PROBLEM TO WORK ON >> The whole listing below must be repeated exactly.

DATA RECORDS >>
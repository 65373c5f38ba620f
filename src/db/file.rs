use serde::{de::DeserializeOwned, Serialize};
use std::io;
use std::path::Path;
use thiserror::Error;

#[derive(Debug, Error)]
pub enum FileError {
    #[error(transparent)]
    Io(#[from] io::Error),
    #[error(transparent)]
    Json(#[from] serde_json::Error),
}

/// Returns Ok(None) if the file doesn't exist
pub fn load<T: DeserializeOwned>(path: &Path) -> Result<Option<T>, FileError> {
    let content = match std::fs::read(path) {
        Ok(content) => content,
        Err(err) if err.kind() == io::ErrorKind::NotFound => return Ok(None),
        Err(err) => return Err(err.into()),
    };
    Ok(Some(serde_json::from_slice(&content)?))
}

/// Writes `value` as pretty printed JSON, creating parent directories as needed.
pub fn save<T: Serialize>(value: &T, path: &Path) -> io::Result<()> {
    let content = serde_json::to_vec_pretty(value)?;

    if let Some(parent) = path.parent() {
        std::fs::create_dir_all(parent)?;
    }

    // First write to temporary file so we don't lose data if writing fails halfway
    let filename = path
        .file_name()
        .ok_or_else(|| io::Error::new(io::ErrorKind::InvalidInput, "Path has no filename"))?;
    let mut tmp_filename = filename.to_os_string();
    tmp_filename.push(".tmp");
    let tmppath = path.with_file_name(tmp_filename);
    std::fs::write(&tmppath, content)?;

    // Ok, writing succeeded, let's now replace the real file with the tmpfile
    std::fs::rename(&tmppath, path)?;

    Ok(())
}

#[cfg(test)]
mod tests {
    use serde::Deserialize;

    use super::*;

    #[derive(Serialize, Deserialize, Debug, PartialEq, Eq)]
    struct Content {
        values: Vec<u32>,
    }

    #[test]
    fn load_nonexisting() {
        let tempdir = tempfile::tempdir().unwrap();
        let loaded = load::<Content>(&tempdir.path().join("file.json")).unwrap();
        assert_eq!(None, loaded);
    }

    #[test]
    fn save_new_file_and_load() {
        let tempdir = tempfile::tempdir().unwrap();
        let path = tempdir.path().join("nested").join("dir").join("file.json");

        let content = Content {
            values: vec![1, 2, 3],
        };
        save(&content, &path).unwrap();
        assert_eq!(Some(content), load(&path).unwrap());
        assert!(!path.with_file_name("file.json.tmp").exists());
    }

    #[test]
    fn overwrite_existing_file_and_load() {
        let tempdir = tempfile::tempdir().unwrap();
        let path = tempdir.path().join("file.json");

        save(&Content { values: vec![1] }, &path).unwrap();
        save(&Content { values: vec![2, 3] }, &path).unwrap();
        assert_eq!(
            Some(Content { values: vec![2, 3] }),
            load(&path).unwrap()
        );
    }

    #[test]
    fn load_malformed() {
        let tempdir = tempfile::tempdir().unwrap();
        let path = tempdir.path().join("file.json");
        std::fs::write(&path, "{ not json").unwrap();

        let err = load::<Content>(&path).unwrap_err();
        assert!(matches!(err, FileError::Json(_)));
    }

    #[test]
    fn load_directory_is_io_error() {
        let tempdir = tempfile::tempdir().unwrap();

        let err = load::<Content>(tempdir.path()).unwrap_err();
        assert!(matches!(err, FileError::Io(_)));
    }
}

WRITTEN SOLUTION >>
repository 65373c5f38ba620f
filename src/db/file.rs
use serde::{de::DeserializeOwned, Serialize};
use std::io;
use std::path::Path;
use thiserror::Error;

#[derive(Debug, Error)]
pub enum FileError {
    #[error(transparent)]
    Io(#[from] io::Error),
    #[error(transparent)]
    Json(#[from] serde_json::Error),
}

/// Returns Ok(None) if the file doesn't exist
pub fn load<T: DeserializeOwned>(path: &Path) -> Result<Option<T>, FileError> {
    let content = match std::fs::read(path) {
        Ok(content) => content,
        Err(err) if err.kind() == io::ErrorKind::NotFound => return Ok(None),
        Err(err) => return Err(err.into()),
    };
    Ok(Some(serde_json::from_slice(&content)?))
}

/// Writes `value` as pretty printed JSON, creating parent directories as needed.
pub fn save<T: Serialize>(value: &T, path: &Path) -> io::Result<()> {
    let content = serde_json::to_vec_pretty(value)?;

    if let Some(parent) = path.parent() {
        std::fs::create_dir_all(parent)?;
    }

    // First write to temporary file so we don't lose data if writing fails halfway
    let filename = path
        .file_name()
        .ok_or_else(|| io::Error::new(io::ErrorKind::InvalidInput, "Path has no filename"))?;
    let mut tmp_filename = filename.to_os_string();
    tmp_filename.push(".tmp");
    let tmppath = path.with_file_name(tmp_filename);
    std::fs::write(&tmppath, content)?;

    // Ok, writing succeeded, let's now replace the real file with the tmpfile
    std::fs::rename(&tmppath, path)?;

    Ok(())
}

#[cfg(test)]
mod tests {
    use serde::Deserialize;

    use super::*;

    #[derive(Serialize, Deserialize, Debug, PartialEq, Eq)]
    struct Content {
        values: Vec<u32>,
    }

    #[test]
    fn load_nonexisting() {
        let tempdir = tempfile::tempdir().unwrap();
        let loaded = load::<Content>(&tempdir.path().join("file.json")).unwrap();
        assert_eq!(None, loaded);
    }

    #[test]
    fn save_new_file_and_load() {
        let tempdir = tempfile::tempdir().unwrap();
        let path = tempdir.path().join("nested").join("dir").join("file.json");

        let content = Content {
            values: vec![1, 2, 3],
        };
        save(&content, &path).unwrap();
        assert_eq!(Some(content), load(&path).unwrap());
        assert!(!path.with_file_name("file.json.tmp").exists());
    }

    #[test]
    fn overwrite_existing_file_and_load() {
        let tempdir = tempfile::tempdir().unwrap();
        let path = tempdir.path().join("file.json");

        save(&Content { values: vec![1] }, &path).unwrap();
        save(&Content { values: vec![2, 3] }, &path).unwrap();
        assert_eq!(
            Some(Content { values: vec![2, 3] }),
            load(&path).unwrap()
        );
    }

    #[test]
    fn load_malformed() {
        let tempdir = tempfile::tempdir().unwrap();
        let path = tempdir.path().join("file.json");
        std::fs::write(&path, "{ not json").unwrap();

        let err = load::<Content>(&path).unwrap_err();
        assert!(matches!(err, FileError::Json(_)));
    }

    #[test]
    fn load_directory_is_io_error() {
        let tempdir = tempfile::tempdir().unwrap();

        let err = load::<Content>(tempdir.path()).unwrap_err();
        assert!(matches!(err, FileError::Io(_)));
    }
}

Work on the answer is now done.